Failure to Provide Timely and Appropriate Pain Management
Penalty
Summary
The facility failed to provide safe and appropriate pain management for multiple residents, as evidenced by a lack of pain assessments, failure to obtain and follow physician orders, and delays in administering pain medication. One resident with a history of cervical radiculopathy and rheumatoid arthritis reported experiencing severe, unrelieved pain and stated that staff did not assess her pain regularly or provide her with prescribed pain medication, despite her repeated requests. The resident's care plan indicated a need for pain monitoring and medication administration, but there were no pain medications listed in her physician orders, and staff did not document or assess her pain as required. Another resident with dementia and palliative care needs was observed in apparent pain, with physical signs such as grimacing and guarding a bruised, swollen foot.
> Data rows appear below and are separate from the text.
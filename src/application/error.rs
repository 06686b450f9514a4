//! 应用层错误定义
//!
//! 统一的命令/查询错误类型，每种错误都有机器可读的 kind

use thiserror::Error;

use crate::domain::audio::AudioError;
use crate::domain::speaker::SpeakerError;

/// 应用层错误
#[derive(Debug, Error)]
pub enum ApplicationError {
    /// 请求字段不合法（不重试）
    #[error("Validation error: {0}")]
    ValidationError(String),

    /// 说话人 ID / 参考音频校验失败
    #[error(transparent)]
    Speaker(#[from] SpeakerError),

    /// 说话人不存在
    #[error("Speaker \"{0}\" not found")]
    SpeakerNotFound(String),

    /// 指定后端不可用（切换失败）
    #[error("Backend {0} not available")]
    BackendNotAvailable(String),

    /// 没有任何可用后端
    #[error("No synthesis backend available ({0})")]
    NoBackendAvailable(String),

    /// 分段所有尝试均失败
    #[error("Chunk {index} failed after {attempts} attempts: {last_error}")]
    ChunkSynthesisFailed {
        index: usize,
        attempts: u32,
        last_error: String,
    },

    /// 分段音频格式不一致（后端缺陷）
    #[error("Audio format mismatch: {0}")]
    FormatMismatch(String),

    /// 调用方取消
    #[error("Synthesis cancelled")]
    Cancelled,

    /// 仓储错误
    #[error("Repository error: {0}")]
    RepositoryError(String),

    /// 存储错误
    #[error("Storage error: {0}")]
    StorageError(String),

    /// 内部错误
    #[error("Internal error: {0}")]
    InternalError(String),
}

impl ApplicationError {
    /// 创建验证错误
    pub fn validation(message: impl Into<String>) -> Self {
        Self::ValidationError(message.into())
    }

    /// 创建内部错误
    pub fn internal(message: impl Into<String>) -> Self {
        Self::InternalError(message.into())
    }

    /// 机器可读的错误类型
    pub fn kind(&self) -> &'static str {
        match self {
            ApplicationError::ValidationError(_) => "validation_error",
            ApplicationError::Speaker(e) => e.kind(),
            ApplicationError::SpeakerNotFound(_) => "speaker_not_found",
            ApplicationError::BackendNotAvailable(_) => "backend_not_available",
            ApplicationError::NoBackendAvailable(_) => "no_backend_available",
            ApplicationError::ChunkSynthesisFailed { .. } => "chunk_synthesis_failed",
            ApplicationError::FormatMismatch(_) => "format_mismatch",
            ApplicationError::Cancelled => "cancelled",
            ApplicationError::RepositoryError(_) => "repository_error",
            ApplicationError::StorageError(_) => "storage_error",
            ApplicationError::InternalError(_) => "internal_error",
        }
    }
}

impl From<crate::application::ports::RepositoryError> for ApplicationError {
    fn from(err: crate::application::ports::RepositoryError) -> Self {
        Self::RepositoryError(err.to_string())
    }
}

impl From<crate::application::ports::StorageError> for ApplicationError {
    fn from(err: crate::application::ports::StorageError) -> Self {
        Self::StorageError(err.to_string())
    }
}

impl From<AudioError> for ApplicationError {
    fn from(err: AudioError) -> Self {
        match err {
            AudioError::FormatMismatch { .. } => Self::FormatMismatch(err.to_string()),
            AudioError::EmptyInput => Self::validation("Text contains nothing to synthesize"),
            other => Self::InternalError(other.to_string()),
        }
    }
}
Despite having orders for pain assessments and medications, staff failed to document pain assessments on multiple shifts and did not administer pain medication as prescribed. Communication barriers were not adequately addressed, and staff did not use available language services to assess the resident's pain level. Pain medication was not given according to the prescribed pain scale, and there were significant delays in administration. A third resident with a history of hip dislocation and sciatica also experienced lapses in pain management, with missing pain assessments on several days and a prescribed lidocaine patch marked as unavailable. Facility records and staff interviews confirmed that residents often waited a long time for pain medication, and staff training on pain management was insufficient, as evidenced by limited participation in in-service sessions. Facility policies required regular pain assessments and prompt administration of pain medication, but these were not consistently followed.